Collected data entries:

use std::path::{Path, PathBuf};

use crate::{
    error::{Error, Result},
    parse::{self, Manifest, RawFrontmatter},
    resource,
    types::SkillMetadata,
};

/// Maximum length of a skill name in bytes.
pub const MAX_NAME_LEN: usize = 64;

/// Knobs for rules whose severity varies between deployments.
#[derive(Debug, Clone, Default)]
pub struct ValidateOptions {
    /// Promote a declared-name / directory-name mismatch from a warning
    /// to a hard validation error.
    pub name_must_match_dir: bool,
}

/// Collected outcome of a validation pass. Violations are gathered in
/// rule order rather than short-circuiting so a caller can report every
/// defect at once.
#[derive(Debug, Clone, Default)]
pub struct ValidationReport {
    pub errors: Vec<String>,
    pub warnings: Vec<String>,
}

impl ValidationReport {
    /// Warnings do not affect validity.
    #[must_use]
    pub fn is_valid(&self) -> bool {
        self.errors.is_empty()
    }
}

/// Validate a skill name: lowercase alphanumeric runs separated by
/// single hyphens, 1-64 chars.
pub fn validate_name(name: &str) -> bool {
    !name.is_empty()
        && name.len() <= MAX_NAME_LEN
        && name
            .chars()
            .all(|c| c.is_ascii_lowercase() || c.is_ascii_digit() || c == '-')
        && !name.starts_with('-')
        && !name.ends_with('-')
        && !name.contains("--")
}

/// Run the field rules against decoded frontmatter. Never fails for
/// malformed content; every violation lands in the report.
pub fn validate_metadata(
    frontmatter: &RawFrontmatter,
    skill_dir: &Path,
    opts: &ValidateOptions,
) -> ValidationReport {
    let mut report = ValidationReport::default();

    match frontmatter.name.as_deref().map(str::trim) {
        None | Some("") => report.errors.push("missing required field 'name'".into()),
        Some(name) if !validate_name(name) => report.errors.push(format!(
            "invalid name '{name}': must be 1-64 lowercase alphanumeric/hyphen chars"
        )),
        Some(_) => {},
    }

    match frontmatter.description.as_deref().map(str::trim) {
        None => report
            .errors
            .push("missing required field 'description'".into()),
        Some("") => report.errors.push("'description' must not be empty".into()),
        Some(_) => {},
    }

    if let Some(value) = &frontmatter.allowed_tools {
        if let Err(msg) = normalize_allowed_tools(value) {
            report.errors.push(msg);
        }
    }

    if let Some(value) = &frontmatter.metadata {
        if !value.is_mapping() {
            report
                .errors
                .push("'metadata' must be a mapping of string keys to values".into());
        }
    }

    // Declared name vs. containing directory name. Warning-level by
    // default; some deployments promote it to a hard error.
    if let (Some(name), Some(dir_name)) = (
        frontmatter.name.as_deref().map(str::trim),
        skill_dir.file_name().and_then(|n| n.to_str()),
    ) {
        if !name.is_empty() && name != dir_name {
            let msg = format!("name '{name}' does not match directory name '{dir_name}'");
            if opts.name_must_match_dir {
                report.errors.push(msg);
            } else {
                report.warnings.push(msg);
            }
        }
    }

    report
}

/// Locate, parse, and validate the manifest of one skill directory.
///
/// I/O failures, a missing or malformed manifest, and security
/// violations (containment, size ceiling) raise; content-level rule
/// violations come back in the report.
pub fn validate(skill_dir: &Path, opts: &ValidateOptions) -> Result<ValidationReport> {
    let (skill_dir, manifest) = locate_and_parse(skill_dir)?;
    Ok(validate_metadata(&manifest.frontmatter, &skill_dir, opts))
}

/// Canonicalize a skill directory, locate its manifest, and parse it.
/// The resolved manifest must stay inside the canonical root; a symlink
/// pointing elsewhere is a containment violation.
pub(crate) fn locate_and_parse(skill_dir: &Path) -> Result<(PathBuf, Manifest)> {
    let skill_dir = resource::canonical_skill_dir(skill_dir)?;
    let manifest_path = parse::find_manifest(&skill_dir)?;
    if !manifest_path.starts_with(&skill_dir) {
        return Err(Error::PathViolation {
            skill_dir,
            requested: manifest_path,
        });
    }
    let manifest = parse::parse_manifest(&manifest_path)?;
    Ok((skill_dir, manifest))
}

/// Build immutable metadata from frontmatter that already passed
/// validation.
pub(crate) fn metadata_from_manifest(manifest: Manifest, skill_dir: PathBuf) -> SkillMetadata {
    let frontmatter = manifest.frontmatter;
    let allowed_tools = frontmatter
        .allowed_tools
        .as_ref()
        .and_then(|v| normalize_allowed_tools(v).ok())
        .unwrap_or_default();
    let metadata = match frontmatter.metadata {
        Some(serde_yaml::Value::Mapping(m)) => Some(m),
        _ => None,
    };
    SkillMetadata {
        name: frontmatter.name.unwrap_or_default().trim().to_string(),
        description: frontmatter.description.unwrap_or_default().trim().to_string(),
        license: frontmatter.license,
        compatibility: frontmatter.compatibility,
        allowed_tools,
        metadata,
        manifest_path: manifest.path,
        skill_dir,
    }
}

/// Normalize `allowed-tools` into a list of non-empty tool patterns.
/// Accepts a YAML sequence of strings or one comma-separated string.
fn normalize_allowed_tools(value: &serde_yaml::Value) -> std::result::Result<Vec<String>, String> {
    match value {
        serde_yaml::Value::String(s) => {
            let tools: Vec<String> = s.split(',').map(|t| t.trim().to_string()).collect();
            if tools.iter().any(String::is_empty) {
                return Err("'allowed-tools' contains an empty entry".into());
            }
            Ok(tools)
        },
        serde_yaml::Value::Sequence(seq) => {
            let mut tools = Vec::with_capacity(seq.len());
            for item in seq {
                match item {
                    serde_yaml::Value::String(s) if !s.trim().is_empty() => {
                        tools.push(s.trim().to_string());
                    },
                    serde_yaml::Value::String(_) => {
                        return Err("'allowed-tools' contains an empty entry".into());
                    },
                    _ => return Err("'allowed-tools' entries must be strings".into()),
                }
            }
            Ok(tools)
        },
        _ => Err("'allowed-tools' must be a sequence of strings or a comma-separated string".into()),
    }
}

--

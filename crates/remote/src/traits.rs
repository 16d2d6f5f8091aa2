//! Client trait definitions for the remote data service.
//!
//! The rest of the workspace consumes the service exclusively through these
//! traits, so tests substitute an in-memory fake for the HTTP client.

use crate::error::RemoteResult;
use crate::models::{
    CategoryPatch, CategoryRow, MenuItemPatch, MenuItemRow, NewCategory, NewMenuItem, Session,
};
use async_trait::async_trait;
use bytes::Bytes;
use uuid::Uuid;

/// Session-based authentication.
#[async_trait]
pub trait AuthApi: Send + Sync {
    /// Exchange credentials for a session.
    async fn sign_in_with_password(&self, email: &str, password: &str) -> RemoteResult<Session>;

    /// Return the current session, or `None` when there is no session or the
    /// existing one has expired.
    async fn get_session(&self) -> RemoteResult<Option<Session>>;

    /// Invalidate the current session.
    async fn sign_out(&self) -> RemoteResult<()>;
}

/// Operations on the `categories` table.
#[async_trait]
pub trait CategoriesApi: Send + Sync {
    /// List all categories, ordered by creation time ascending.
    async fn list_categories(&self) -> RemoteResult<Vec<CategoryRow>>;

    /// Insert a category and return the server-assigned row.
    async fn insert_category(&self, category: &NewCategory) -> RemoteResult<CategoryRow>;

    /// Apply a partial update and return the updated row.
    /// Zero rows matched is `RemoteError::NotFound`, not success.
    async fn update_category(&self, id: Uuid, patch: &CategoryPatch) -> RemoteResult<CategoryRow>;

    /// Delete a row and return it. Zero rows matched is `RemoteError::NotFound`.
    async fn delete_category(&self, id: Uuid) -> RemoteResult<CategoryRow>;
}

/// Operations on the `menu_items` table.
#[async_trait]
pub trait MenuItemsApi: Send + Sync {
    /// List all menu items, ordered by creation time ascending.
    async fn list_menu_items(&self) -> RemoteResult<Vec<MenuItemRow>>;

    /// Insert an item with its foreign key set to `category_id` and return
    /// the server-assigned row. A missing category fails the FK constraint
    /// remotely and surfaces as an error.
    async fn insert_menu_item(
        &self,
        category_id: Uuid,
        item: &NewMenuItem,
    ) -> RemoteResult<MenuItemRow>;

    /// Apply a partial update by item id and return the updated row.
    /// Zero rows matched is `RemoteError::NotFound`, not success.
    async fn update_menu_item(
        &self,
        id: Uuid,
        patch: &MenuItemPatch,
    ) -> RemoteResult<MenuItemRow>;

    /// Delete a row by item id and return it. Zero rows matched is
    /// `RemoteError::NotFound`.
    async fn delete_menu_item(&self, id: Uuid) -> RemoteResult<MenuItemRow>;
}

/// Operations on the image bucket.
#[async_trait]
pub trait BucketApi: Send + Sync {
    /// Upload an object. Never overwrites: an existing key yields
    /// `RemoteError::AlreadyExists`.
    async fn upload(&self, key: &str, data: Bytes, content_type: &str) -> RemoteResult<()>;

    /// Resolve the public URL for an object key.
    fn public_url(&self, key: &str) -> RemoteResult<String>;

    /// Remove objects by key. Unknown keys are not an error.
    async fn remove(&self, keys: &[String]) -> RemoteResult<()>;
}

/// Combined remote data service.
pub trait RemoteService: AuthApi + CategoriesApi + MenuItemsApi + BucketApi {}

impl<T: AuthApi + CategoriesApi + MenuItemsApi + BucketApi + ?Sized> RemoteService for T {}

ABOUT THIS EXERCISE
I'd like the lines above from the one with "pub trait MenuItemsApi: Send" up to and including the one with "not an error." copied exactly, with no other lines.

TASK RESULT
pub trait MenuItemsApi: Send + Sync {
    /// List all menu items, ordered by creation time ascending.
    async fn list_menu_items(&self) -> RemoteResult<Vec<MenuItemRow>>;

    /// Insert an item with its foreign key set to `category_id` and return
    /// the server-assigned row. A missing category fails the FK constraint
    /// remotely and surfaces as an error.
    async fn insert_menu_item(
        &self,
        category_id: Uuid,
        item: &NewMenuItem,
    ) -> RemoteResult<MenuItemRow>;

    /// Apply a partial update by item id and return the updated row.
    /// Zero rows matched is `RemoteError::NotFound`, not success.
    async fn update_menu_item(
        &self,
        id: Uuid,
        patch: &MenuItemPatch,
    ) -> RemoteResult<MenuItemRow>;

    /// Delete a row by item id and return it. Zero rows matched is
    /// `RemoteError::NotFound`.
    async fn delete_menu_item(&self, id: Uuid) -> RemoteResult<MenuItemRow>;
}

/// Operations on the image bucket.
#[async_trait]
pub trait BucketApi: Send + Sync {
    /// Upload an object. Never overwrites: an existing key yields
    /// `RemoteError::AlreadyExists`.
    async fn upload(&self, key: &str, data: Bytes, content_type: &str) -> RemoteResult<()>;

    /// Resolve the public URL for an object key.
    fn public_url(&self, key: &str) -> RemoteResult<String>;

    /// Remove objects by key. Unknown keys are not an error.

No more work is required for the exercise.